Is the Biden administration right that the fall of Afghanistan was inevitable, unless the United States was prepared to pay a heavy price in blood to avert it? That is a historical hypothetical with no certain answer. But the bulk of the evidence suggests that the administration is wrong.
Biden, admittedly, was left in a tough spot by his predecessor. President Donald Trump reduced U.S. forces in Afghanistan from roughly 13,000 to 2,500 and promised to pull all of them out by May 1 of this year in return for next to nothing from the Taliban. That agreement, reached in February 2020, demoralized Afghan forces and emboldened the Taliban.
Sullivan probably has a point that 2,500 troops was too small a presence to assure the survival of the Afghan government. The congressionally chartered, bipartisan Afghanistan Study Group concluded in February “that around 4,500 troops are required to secure U.S. interests under current conditions and at an acceptable level of risk.” But the study group did not call for sending U.S. troops into ground combat. Its report argued that a slightly larger U.S. force focused on “training, advising, and assisting Afghan defense forces” would be enough.
There is no reason to believe that this slightly increased U.S. presence would have resulted in many U.S. casualties. U.S. troops stopped suffering heavy losses after they transitioned in 2014 to a primarily advisory mission. Most troops were relatively safe on large bases the Taliban could not effectively attack. Yet the support they provided to the Afghan government — both material and psychological — remained crucial.

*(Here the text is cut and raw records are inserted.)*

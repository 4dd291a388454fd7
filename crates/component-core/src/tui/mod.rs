//! CLI prompts using cliclack (Charm-style inline prompts)
//!
//! This module is optional and only available when the `tui` feature is enabled.

#[cfg(feature = "tui")]
mod prompts;

#[cfg(feature = "tui")]
pub use prompts::{run, ClackPrompter};
//! The resolved scaffold selection handed to the file writer

use crate::framework::Framework;
use serde::Serialize;

/// Result of a successful resolution run
///
/// `folder` is relative to the default components directory; an empty string
/// means the default directory itself.
#[derive(Debug, Clone, PartialEq, Eq, Serialize)]
#[serde(rename_all = "camelCase")]
pub struct ResolvedSelection {
    pub component_name: String,

    /// Lowercase canonical framework id (e.g. `react`)
    pub framework: String,

    /// Template identifier within the framework's template set
    pub template: String,

    pub folder: String,
}

impl ResolvedSelection {
    pub fn new(framework: Framework, name: String, template: &'static str, folder: String) -> Self {
        Self {
            component_name: name,
            framework: framework.id().to_string(),
            template: template.to_string(),
            folder,
        }
    }
}

#[cfg(test)]
mod tests {
    use super::*;

    #[test]
    fn test_serializes_with_camel_case_fields() {
        let selection = ResolvedSelection::new(
            Framework::React,
            "card".to_string(),
            "function-component-tailwind.tsx",
            String::new(),
        );
        let yaml = serde_yaml::to_string(&selection).unwrap();

        assert!(yaml.contains("componentName: card"));
        assert!(yaml.contains("framework: react"));
        assert!(yaml.contains("template: function-component-tailwind.tsx"));
        assert!(yaml.contains("folder: ''"));
    }
}
//! Interactive prompt abstraction
//!
//! Resolution never talks to a terminal directly. Every question is described
//! by one of the prompt types below and handed to a [`Prompter`], which
//! suspends the resolution until an answer is available. The cliclack-backed
//! implementation lives in [`crate::tui`]; tests use
//! [`crate::testing::ScriptedPrompter`].

use crate::validate::NameError;
use std::io;

/// Validator attached to an input prompt; rejected input is asked again
pub type InputValidator = fn(&str) -> Result<(), NameError>;

/// Free-text input prompt
#[derive(Debug, Clone)]
pub struct InputPrompt {
    /// Stable identifier of the question (e.g. `name`)
    pub key: &'static str,
    pub message: String,
    pub placeholder: Option<String>,
    /// Value used when the answer is left blank; `None` makes the answer required
    pub default: Option<String>,
    pub validator: Option<InputValidator>,
}

impl InputPrompt {
    pub fn new(key: &'static str, message: impl Into<String>) -> Self {
        Self {
            key,
            message: message.into(),
            placeholder: None,
            default: None,
            validator: None,
        }
    }

    pub fn placeholder(mut self, placeholder: impl Into<String>) -> Self {
        self.placeholder = Some(placeholder.into());
        self
    }

    pub fn default_value(mut self, default: impl Into<String>) -> Self {
        self.default = Some(default.into());
        self
    }

    pub fn validator(mut self, validator: InputValidator) -> Self {
        self.validator = Some(validator);
        self
    }

    /// Whether blank input is refused before any validator sees it
    ///
    /// A default or a validator takes over the handling of blank input, so
    /// the validator can report its own message for it.
    pub fn requires_input(&self) -> bool {
        self.default.is_none() && self.validator.is_none()
    }
}

/// One option of a [`SelectPrompt`]
#[derive(Debug, Clone, PartialEq, Eq)]
pub struct Choice {
    pub label: String,
    pub hint: String,
}

/// Single-choice list prompt; answered with the index of the chosen option
#[derive(Debug, Clone)]
pub struct SelectPrompt {
    pub key: &'static str,
    pub message: String,
    pub choices: Vec<Choice>,
}

impl SelectPrompt {
    pub fn new(key: &'static str, message: impl Into<String>) -> Self {
        Self {
            key,
            message: message.into(),
            choices: Vec::new(),
        }
    }

    pub fn choice(mut self, label: impl Into<String>, hint: impl Into<String>) -> Self {
        self.choices.push(Choice {
            label: label.into(),
            hint: hint.into(),
        });
        self
    }
}

/// Yes/no confirmation prompt
#[derive(Debug, Clone)]
pub struct ConfirmPrompt {
    pub key: &'static str,
    pub message: String,
    pub default: bool,
}

impl ConfirmPrompt {
    pub fn new(key: &'static str, message: impl Into<String>, default: bool) -> Self {
        Self {
            key,
            message: message.into(),
            default,
        }
    }
}

/// Source of interactively elicited answers
///
/// Implementations report a user abort as [`io::ErrorKind::Interrupted`].
#[allow(async_fn_in_trait)]
pub trait Prompter {
    /// Ask for free text, re-asking until the attached validator accepts it
    async fn input(&mut self, prompt: &InputPrompt) -> io::Result<String>;

    /// Ask for one of the listed choices, returning its index
    async fn select(&mut self, prompt: &SelectPrompt) -> io::Result<usize>;

    async fn confirm(&mut self, prompt: &ConfirmPrompt) -> io::Result<bool>;
}

#[cfg(test)]
mod tests {
    use super::*;
    use crate::validate::validate_component_name;

    #[test]
    fn test_plain_input_requires_text() {
        assert!(InputPrompt::new("note", "Note").requires_input());
    }

    #[test]
    fn test_validator_decides_on_blank_input() {
        let prompt = InputPrompt::new("name", "Name").validator(validate_component_name);
        assert!(!prompt.requires_input());
    }

    #[test]
    fn test_default_accepts_blank_input() {
        let prompt = InputPrompt::new("folder", "Folder").default_value("");
        assert!(!prompt.requires_input());
    }
}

“The probability of maintaining some sort of stability in Afghanistan after a prompt withdrawal of troops and a substantial reduction in aid is minimal,” the Afghanistan Study Group warned. “Almost every interlocutor the Study Group consulted used the word ‘catastrophic’ or a synonym thereof to describe the effects of this option.” Instead of pulling U.S. forces out on May 1, the study group recommended shifting to a conditions-based pullout — i.e., U.S. troops would leave only if peace talks made progress.
Biden ignored that good advice and decided to withdraw even though peace talks were going nowhere. Even then, the callous nature of the pullout was gratuitous. The United States could have evacuated tens of thousands of interpreters and other local allies much more readily while the Afghan government still controlled the cities and the United States still maintained major air bases around the country. Instead, Biden pulled out without having done anything to get our allies to safety.
Now, that task is much harder with U.S. troops limited to one section of the Kabul airport surrounded by Taliban checkpoints. The result has been scenes of chaos, with thousands of desperate Afghans swarming the runways. Some even tried to stow away in a U.S. C-17 aircraft only to fall to their deaths. That horrifying image will define America’s defeat.
It will be up to future historians to figure out why this happened — but, like most historical events, it was hardly predetermined. My own theory is that Biden has been hellbent on leaving Afghanistan ever since, as he mentioned on Monday, he lost the internal debate in the Obama administration over the Afghanistan surge in 2009. The Trump withdrawal deal, awful as it was, did not compel the pullout but merely gave Biden a convenient excuse to do what he wanted to do anyway.
The callousness that Biden, normally the most empathetic of politicians, has displayed toward the people of Afghanistan is long-standing. As I noted earlier this year, George Packer’s book “Our Man: Richard Holbrooke and the End of the American Century” recounts a conversation that Holbrooke, then Obama’s Afghanistan-Pakistan envoy, had with then-Vice President Biden in 2010. Holbrooke raised the costs of abandoning “the people who had trusted us.” Biden’s response: “F--- that, we don’t have to worry about that. We did it in Vietnam, Nixon and Kissinger got away with it.”
The conduct of U.S. foreign policy should not be based on what we can get away with — but on what we can achieve at reasonable cost. No, we weren’t able to magically transform Afghanistan into Switzerland or defeat the Taliban, but we were able, at low cost, to keep most of the country out of the militants’ grasp. The collapse occurred only after an unnecessary and unwise U.S. withdrawal that Biden and his aides are now unsuccessfully struggling to justify.